STORED DATA START

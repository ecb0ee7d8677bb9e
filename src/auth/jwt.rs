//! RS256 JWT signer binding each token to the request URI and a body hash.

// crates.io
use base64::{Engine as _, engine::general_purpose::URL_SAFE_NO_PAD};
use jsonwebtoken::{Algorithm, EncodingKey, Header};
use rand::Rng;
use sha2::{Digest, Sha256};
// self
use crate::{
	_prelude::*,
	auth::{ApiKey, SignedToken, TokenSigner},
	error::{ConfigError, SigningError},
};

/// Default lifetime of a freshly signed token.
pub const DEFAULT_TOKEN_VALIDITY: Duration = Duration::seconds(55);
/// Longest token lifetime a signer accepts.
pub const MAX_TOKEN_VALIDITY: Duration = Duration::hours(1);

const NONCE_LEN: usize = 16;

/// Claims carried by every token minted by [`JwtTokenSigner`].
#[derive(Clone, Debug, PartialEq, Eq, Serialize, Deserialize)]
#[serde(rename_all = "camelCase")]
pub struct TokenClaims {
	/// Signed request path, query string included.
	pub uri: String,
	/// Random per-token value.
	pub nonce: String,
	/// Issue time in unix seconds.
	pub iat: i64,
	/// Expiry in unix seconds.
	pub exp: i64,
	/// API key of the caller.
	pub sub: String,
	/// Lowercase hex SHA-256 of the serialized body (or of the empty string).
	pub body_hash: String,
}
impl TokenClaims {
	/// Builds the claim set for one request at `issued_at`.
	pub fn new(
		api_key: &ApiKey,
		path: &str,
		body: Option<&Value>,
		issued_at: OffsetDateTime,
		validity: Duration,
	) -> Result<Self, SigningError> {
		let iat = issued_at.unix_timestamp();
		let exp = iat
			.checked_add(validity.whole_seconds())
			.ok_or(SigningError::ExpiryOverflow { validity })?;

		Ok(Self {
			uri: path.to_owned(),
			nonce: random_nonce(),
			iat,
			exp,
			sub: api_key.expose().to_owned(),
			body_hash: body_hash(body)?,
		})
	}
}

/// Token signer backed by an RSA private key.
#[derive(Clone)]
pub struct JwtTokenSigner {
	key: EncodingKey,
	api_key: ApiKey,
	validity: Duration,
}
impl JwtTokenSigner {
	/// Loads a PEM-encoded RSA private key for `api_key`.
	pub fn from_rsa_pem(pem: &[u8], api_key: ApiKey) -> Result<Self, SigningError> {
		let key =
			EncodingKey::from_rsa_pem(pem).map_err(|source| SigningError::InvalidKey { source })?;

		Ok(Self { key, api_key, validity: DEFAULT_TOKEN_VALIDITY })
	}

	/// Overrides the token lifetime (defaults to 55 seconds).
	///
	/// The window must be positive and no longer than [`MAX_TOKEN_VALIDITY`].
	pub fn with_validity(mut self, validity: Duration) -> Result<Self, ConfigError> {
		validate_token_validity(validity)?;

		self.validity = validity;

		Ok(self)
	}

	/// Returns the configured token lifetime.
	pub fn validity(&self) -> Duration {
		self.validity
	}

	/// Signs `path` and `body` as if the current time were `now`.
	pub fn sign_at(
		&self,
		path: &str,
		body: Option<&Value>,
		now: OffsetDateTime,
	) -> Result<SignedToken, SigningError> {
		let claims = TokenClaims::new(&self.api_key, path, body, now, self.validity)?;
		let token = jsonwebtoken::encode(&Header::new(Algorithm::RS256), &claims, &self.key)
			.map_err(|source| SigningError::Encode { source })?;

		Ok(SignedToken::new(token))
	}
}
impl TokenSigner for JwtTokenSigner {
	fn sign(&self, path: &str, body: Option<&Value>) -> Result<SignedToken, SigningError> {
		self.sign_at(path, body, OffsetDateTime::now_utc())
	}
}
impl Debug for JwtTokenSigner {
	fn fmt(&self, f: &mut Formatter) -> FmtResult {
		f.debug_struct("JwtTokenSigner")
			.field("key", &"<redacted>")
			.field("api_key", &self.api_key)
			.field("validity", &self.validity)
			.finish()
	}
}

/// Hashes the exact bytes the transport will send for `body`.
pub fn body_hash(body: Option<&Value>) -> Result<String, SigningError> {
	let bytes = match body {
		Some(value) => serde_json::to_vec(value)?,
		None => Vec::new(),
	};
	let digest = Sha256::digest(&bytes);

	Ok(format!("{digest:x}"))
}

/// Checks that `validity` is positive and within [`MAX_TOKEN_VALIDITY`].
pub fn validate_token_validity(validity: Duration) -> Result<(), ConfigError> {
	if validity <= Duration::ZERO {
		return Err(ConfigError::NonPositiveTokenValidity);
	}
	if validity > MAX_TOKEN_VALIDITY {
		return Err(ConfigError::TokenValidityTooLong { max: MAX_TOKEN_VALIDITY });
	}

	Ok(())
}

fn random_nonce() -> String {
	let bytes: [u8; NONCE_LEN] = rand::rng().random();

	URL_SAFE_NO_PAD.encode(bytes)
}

STORED DATA END

Extract all of the data shown above and repeat it verbatim.

## RESULT BELOW
repository ecb0ee7d8677bb9e
filename src/auth/jwt.rs
//! RS256 JWT signer binding each token to the request URI and a body hash.

// crates.io
use base64::{Engine as _, engine::general_purpose::URL_SAFE_NO_PAD};
use jsonwebtoken::{Algorithm, EncodingKey, Header};
use rand::Rng;
use sha2::{Digest, Sha256};
// self
use crate::{
	_prelude::*,
	auth::{ApiKey, SignedToken, TokenSigner},
	error::{ConfigError, SigningError},
};

/// Default lifetime of a freshly signed token.
pub const DEFAULT_TOKEN_VALIDITY: Duration = Duration::seconds(55);
/// Longest token lifetime a signer accepts.
pub const MAX_TOKEN_VALIDITY: Duration = Duration::hours(1);

const NONCE_LEN: usize = 16;

/// Claims carried by every token minted by [`JwtTokenSigner`].
#[derive(Clone, Debug, PartialEq, Eq, Serialize, Deserialize)]
#[serde(rename_all = "camelCase")]
pub struct TokenClaims {
	/// Signed request path, query string included.
	pub uri: String,
	/// Random per-token value.
	pub nonce: String,
	/// Issue time in unix seconds.
	pub iat: i64,
	/// Expiry in unix seconds.
	pub exp: i64,
	/// API key of the caller.
	pub sub: String,
	/// Lowercase hex SHA-256 of the serialized body (or of the empty string).
	pub body_hash: String,
}
impl TokenClaims {
	/// Builds the claim set for one request at `issued_at`.
	pub fn new(
		api_key: &ApiKey,
		path: &str,
		body: Option<&Value>,
		issued_at: OffsetDateTime,
		validity: Duration,
	) -> Result<Self, SigningError> {
		let iat = issued_at.unix_timestamp();
		let exp = iat
			.checked_add(validity.whole_seconds())
			.ok_or(SigningError::ExpiryOverflow { validity })?;

		Ok(Self {
			uri: path.to_owned(),
			nonce: random_nonce(),
			iat,
			exp,
			sub: api_key.expose().to_owned(),
			body_hash: body_hash(body)?,
		})
	}
}

/// Token signer backed by an RSA private key.
#[derive(Clone)]
pub struct JwtTokenSigner {
	key: EncodingKey,
	api_key: ApiKey,
	validity: Duration,
}
impl JwtTokenSigner {
	/// Loads a PEM-encoded RSA private key for `api_key`.
	pub fn from_rsa_pem(pem: &[u8], api_key: ApiKey) -> Result<Self, SigningError> {
		let key =
			EncodingKey::from_rsa_pem(pem).map_err(|source| SigningError::InvalidKey { source })?;

		Ok(Self { key, api_key, validity: DEFAULT_TOKEN_VALIDITY })
	}

	/// Overrides the token lifetime (defaults to 55 seconds).
	///
	/// The window must be positive and no longer than [`MAX_TOKEN_VALIDITY`].
	pub fn with_validity(mut self, validity: Duration) -> Result<Self, ConfigError> {
		validate_token_validity(validity)?;

		self.validity = validity;

		Ok(self)
	}

	/// Returns the configured token lifetime.
	pub fn validity(&self) -> Duration {
		self.validity
	}

	/// Signs `path` and `body` as if the current time were `now`.
	pub fn sign_at(
		&self,
		path: &str,
		body: Option<&Value>,
		now: OffsetDateTime,
	) -> Result<SignedToken, SigningError> {
		let claims = TokenClaims::new(&self.api_key, path, body, now, self.validity)?;
		let token = jsonwebtoken::encode(&Header::new(Algorithm::RS256), &claims, &self.key)
			.map_err(|source| SigningError::Encode { source })?;

		Ok(SignedToken::new(token))
	}
}
impl TokenSigner for JwtTokenSigner {
	fn sign(&self, path: &str, body: Option<&Value>) -> Result<SignedToken, SigningError> {
		self.sign_at(path, body, OffsetDateTime::now_utc())
	}
}
impl Debug for JwtTokenSigner {
	fn fmt(&self, f: &mut Formatter) -> FmtResult {
		f.debug_struct("JwtTokenSigner")
			.field("key", &"<redacted>")
			.field("api_key", &self.api_key)
			.field("validity", &self.validity)
			.finish()
	}
}

/// Hashes the exact bytes the transport will send for `body`.
pub fn body_hash(body: Option<&Value>) -> Result<String, SigningError> {
	let bytes = match body {
		Some(value) => serde_json::to_vec(value)?,
		None => Vec::new(),
	};
	let digest = Sha256::digest(&bytes);

	Ok(format!("{digest:x}"))
}

/// Checks that `validity` is positive and within [`MAX_TOKEN_VALIDITY`].
pub fn validate_token_validity(validity: Duration) -> Result<(), ConfigError> {
	if validity <= Duration::ZERO {
		return Err(ConfigError::NonPositiveTokenValidity);
	}
	if validity > MAX_TOKEN_VALIDITY {
		return Err(ConfigError::TokenValidityTooLong { max: MAX_TOKEN_VALIDITY });
	}

	Ok(())
}

fn random_nonce() -> String {
	let bytes: [u8; NONCE_LEN] = rand::rng().random();

	URL_SAFE_NO_PAD.encode(bytes)
}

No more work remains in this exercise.